Reproduce the data below word for word.

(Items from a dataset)
= Beginning of Section =
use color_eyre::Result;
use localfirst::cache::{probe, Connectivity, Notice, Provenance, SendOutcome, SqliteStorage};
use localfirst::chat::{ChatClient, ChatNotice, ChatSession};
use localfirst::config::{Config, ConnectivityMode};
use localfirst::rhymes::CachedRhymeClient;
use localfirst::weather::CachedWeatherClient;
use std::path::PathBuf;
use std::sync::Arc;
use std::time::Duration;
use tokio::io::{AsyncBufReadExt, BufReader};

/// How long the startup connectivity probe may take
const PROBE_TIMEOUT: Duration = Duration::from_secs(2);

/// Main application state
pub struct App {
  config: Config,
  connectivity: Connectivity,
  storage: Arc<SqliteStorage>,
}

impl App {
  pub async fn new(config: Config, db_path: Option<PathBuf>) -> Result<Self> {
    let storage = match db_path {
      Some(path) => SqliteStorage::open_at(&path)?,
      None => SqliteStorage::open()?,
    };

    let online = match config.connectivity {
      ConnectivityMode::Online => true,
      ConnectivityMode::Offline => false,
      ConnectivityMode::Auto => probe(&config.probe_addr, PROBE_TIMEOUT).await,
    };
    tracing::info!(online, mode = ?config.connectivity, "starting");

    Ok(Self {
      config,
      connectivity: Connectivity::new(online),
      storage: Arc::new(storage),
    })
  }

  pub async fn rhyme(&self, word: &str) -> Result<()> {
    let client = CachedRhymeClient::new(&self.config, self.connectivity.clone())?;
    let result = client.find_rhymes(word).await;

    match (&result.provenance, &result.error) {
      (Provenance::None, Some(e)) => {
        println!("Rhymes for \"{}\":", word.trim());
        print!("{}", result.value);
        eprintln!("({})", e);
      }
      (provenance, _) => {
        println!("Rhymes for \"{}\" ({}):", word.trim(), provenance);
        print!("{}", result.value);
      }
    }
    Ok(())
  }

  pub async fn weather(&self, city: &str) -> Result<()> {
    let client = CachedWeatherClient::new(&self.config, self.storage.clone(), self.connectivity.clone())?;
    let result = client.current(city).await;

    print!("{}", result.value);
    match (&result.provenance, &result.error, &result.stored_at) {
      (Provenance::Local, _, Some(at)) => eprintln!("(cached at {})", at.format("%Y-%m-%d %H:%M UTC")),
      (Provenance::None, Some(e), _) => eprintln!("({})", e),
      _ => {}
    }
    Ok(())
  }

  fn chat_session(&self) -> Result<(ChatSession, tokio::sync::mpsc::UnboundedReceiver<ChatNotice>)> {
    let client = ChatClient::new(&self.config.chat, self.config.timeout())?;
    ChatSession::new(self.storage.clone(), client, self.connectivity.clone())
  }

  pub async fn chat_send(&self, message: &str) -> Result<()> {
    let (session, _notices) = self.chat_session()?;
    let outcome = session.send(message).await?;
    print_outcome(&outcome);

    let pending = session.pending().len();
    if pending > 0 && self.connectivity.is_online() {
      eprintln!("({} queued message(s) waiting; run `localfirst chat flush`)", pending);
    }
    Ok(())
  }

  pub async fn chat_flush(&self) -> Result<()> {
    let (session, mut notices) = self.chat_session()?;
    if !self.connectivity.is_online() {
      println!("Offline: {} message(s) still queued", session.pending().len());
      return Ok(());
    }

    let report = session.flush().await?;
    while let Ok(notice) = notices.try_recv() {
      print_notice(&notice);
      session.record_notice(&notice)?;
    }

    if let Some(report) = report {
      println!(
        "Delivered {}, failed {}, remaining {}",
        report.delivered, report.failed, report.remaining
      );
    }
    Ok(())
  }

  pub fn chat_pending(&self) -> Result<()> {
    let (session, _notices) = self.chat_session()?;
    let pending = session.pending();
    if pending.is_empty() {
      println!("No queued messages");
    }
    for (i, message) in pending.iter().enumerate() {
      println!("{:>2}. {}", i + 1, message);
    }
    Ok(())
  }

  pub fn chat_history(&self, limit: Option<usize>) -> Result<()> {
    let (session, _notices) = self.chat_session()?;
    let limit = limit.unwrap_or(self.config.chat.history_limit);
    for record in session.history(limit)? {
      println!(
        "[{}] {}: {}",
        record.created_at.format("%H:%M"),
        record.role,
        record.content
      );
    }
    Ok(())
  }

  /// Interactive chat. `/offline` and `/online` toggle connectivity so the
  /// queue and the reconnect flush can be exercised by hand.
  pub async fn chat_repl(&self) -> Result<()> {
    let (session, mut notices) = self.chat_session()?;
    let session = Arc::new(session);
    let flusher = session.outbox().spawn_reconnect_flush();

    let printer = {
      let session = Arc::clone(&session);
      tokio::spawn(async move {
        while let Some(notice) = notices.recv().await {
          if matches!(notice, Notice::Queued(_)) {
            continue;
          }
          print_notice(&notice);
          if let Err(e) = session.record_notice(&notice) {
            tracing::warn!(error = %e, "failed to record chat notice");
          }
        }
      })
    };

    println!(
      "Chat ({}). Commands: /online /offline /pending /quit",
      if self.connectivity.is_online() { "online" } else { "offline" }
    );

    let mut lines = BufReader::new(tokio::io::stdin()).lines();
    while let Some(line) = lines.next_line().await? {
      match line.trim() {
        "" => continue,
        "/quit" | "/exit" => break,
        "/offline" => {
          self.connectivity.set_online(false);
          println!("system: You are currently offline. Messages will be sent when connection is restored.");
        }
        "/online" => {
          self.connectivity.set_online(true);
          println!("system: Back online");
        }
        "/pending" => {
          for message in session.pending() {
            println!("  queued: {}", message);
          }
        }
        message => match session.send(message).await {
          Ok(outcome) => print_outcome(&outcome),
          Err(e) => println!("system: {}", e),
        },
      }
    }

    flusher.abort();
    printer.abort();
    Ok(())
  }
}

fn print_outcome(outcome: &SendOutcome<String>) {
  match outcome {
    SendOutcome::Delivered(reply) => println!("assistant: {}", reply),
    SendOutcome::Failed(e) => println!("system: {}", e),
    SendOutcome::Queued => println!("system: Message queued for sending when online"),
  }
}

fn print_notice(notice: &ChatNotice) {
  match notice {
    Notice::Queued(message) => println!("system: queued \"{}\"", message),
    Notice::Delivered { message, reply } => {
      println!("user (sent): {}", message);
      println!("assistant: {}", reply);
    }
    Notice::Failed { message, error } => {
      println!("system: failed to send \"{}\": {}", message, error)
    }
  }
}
= End of Section =
• [Exercise solution]:
use color_eyre::Result;
use localfirst::cache::{probe, Connectivity, Notice, Provenance, SendOutcome, SqliteStorage};
use localfirst::chat::{ChatClient, ChatNotice, ChatSession};
use localfirst::config::{Config, ConnectivityMode};
use localfirst::rhymes::CachedRhymeClient;
use localfirst::weather::CachedWeatherClient;
use std::path::PathBuf;
use std::sync::Arc;
use std::time::Duration;
use tokio::io::{AsyncBufReadExt, BufReader};

/// How long the startup connectivity probe may take
const PROBE_TIMEOUT: Duration = Duration::from_secs(2);

/// Main application state
pub struct App {
  config: Config,
  connectivity: Connectivity,
  storage: Arc<SqliteStorage>,
}

impl App {
  pub async fn new(config: Config, db_path: Option<PathBuf>) -> Result<Self> {
    let storage = match db_path {
      Some(path) => SqliteStorage::open_at(&path)?,
      None => SqliteStorage::open()?,
    };

    let online = match config.connectivity {
      ConnectivityMode::Online => true,
      ConnectivityMode::Offline => false,
      ConnectivityMode::Auto => probe(&config.probe_addr, PROBE_TIMEOUT).await,
    };
    tracing::info!(online, mode = ?config.connectivity, "starting");

    Ok(Self {
      config,
      connectivity: Connectivity::new(online),
      storage: Arc::new(storage),
    })
  }

  pub async fn rhyme(&self, word: &str) -> Result<()> {
    let client = CachedRhymeClient::new(&self.config, self.connectivity.clone())?;
    let result = client.find_rhymes(word).await;

    match (&result.provenance, &result.error) {
      (Provenance::None, Some(e)) => {
        println!("Rhymes for \"{}\":", word.trim());
        print!("{}", result.value);
        eprintln!("({})", e);
      }
      (provenance, _) => {
        println!("Rhymes for \"{}\" ({}):", word.trim(), provenance);
        print!("{}", result.value);
      }
    }
    Ok(())
  }

  pub async fn weather(&self, city: &str) -> Result<()> {
    let client = CachedWeatherClient::new(&self.config, self.storage.clone(), self.connectivity.clone())?;
    let result = client.current(city).await;

    print!("{}", result.value);
    match (&result.provenance, &result.error, &result.stored_at) {
      (Provenance::Local, _, Some(at)) => eprintln!("(cached at {})", at.format("%Y-%m-%d %H:%M UTC")),
      (Provenance::None, Some(e), _) => eprintln!("({})", e),
      _ => {}
    }
    Ok(())
  }

  fn chat_session(&self) -> Result<(ChatSession, tokio::sync::mpsc::UnboundedReceiver<ChatNotice>)> {
    let client = ChatClient::new(&self.config.chat, self.config.timeout())?;
    ChatSession::new(self.storage.clone(), client, self.connectivity.clone())
  }

  pub async fn chat_send(&self, message: &str) -> Result<()> {
    let (session, _notices) = self.chat_session()?;
    let outcome = session.send(message).await?;
    print_outcome(&outcome);

    let pending = session.pending().len();
    if pending > 0 && self.connectivity.is_online() {
      eprintln!("({} queued message(s) waiting; run `localfirst chat flush`)", pending);
    }
    Ok(())
  }

  pub async fn chat_flush(&self) -> Result<()> {
    let (session, mut notices) = self.chat_session()?;
    if !self.connectivity.is_online() {
      println!("Offline: {} message(s) still queued", session.pending().len());
      return Ok(());
    }

    let report = session.flush().await?;
    while let Ok(notice) = notices.try_recv() {
      print_notice(&notice);
      session.record_notice(&notice)?;
    }

    if let Some(report) = report {
      println!(
        "Delivered {}, failed {}, remaining {}",
        report.delivered, report.failed, report.remaining
      );
    }
    Ok(())
  }

  pub fn chat_pending(&self) -> Result<()> {
    let (session, _notices) = self.chat_session()?;
    let pending = session.pending();
    if pending.is_empty() {
      println!("No queued messages");
    }
    for (i, message) in pending.iter().enumerate() {
      println!("{:>2}. {}", i + 1, message);
    }
    Ok(())
  }

  pub fn chat_history(&self, limit: Option<usize>) -> Result<()> {
    let (session, _notices) = self.chat_session()?;
    let limit = limit.unwrap_or(self.config.chat.history_limit);
    for record in session.history(limit)? {
      println!(
        "[{}] {}: {}",
        record.created_at.format("%H:%M"),
        record.role,
        record.content
      );
    }
    Ok(())
  }

  /// Interactive chat. `/offline` and `/online` toggle connectivity so the
  /// queue and the reconnect flush can be exercised by hand.
  pub async fn chat_repl(&self) -> Result<()> {
    let (session, mut notices) = self.chat_session()?;
    let session = Arc::new(session);
    let flusher = session.outbox().spawn_reconnect_flush();

    let printer = {
      let session = Arc::clone(&session);
      tokio::spawn(async move {
        while let Some(notice) = notices.recv().await {
          if matches!(notice, Notice::Queued(_)) {
            continue;
          }
          print_notice(&notice);
          if let Err(e) = session.record_notice(&notice) {
            tracing::warn!(error = %e, "failed to record chat notice");
          }
        }
      })
    };

    println!(
      "Chat ({}). Commands: /online /offline /pending /quit",
      if self.connectivity.is_online() { "online" } else { "offline" }
    );

    let mut lines = BufReader::new(tokio::io::stdin()).lines();
    while let Some(line) = lines.next_line().await? {
      match line.trim() {
        "" => continue,
        "/quit" | "/exit" => break,
        "/offline" => {
          self.connectivity.set_online(false);
          println!("system: You are currently offline. Messages will be sent when connection is restored.");
        }
        "/online" => {
          self.connectivity.set_online(true);
          println!("system: Back online");
        }
        "/pending" => {
          for message in session.pending() {
            println!("  queued: {}", message);
          }
        }
        message => match session.send(message).await {
          Ok(outcome) => print_outcome(&outcome),
          Err(e) => println!("system: {}", e),
        },
      }
    }

    flusher.abort();
    printer.abort();
    Ok(())
  }
}

fn print_outcome(outcome: &SendOutcome<String>) {
  match outcome {
    SendOutcome::Delivered(reply) => println!("assistant: {}", reply),
    SendOutcome::Failed(e) => println!("system: {}", e),
    SendOutcome::Queued => println!("system: Message queued for sending when online"),
  }
}

fn print_notice(notice: &ChatNotice) {
  match notice {
    Notice::Queued(message) => println!("system: queued \"{}\"", message),
    Notice::Delivered { message, reply } => {
      println!("user (sent): {}", message);
      println!("assistant: {}", reply);
    }
    Notice::Failed { message, error } => {
      println!("system: failed to send \"{}\": {}", message, error)
    }
  }
}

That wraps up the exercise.